--- Input records Enclosed Below ---

//! Single fixed delivery context for completion callbacks.
//!
//! Callbacks run one at a time, in submission order, on a dedicated thread, so
//! callers never need their own synchronization.

use std::panic::{self, AssertUnwindSafe};
use std::sync::mpsc;
use std::thread;

type Job = Box<dyn FnOnce() + Send + 'static>;

#[derive(Debug, Clone)]
pub struct Dispatcher {
    tx: mpsc::Sender<Job>,
}

impl Dispatcher {
    /// Start the dispatch thread. It exits once every clone of the dispatcher is dropped.
    ///
    /// # Errors
    /// Returns the OS error if the thread cannot be spawned.
    pub fn spawn(name: &str) -> std::io::Result<Self> {
        let (tx, rx) = mpsc::channel::<Job>();

        thread::Builder::new().name(name.to_string()).spawn(move || {
            for job in rx {
                if panic::catch_unwind(AssertUnwindSafe(job)).is_err() {
                    tracing::error!("Location callback panicked");
                }
            }
            tracing::debug!("Dispatch thread exiting");
        })?;

        Ok(Self { tx })
    }

    /// Queue a job for the dispatch thread.
    pub fn dispatch(&self, job: impl FnOnce() + Send + 'static) {
        if self.tx.send(Box::new(job)).is_err() {
            tracing::warn!("Dispatch thread is gone; dropping callback");
        }
    }
}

--- End of Enclosed Input records ---

Problem description:
Filter the data down to the lines that contain the string "impl", and copy them.

Answer to the problem:
impl Dispatcher {
    pub fn dispatch(&self, job: impl FnOnce() + Send + 'static) {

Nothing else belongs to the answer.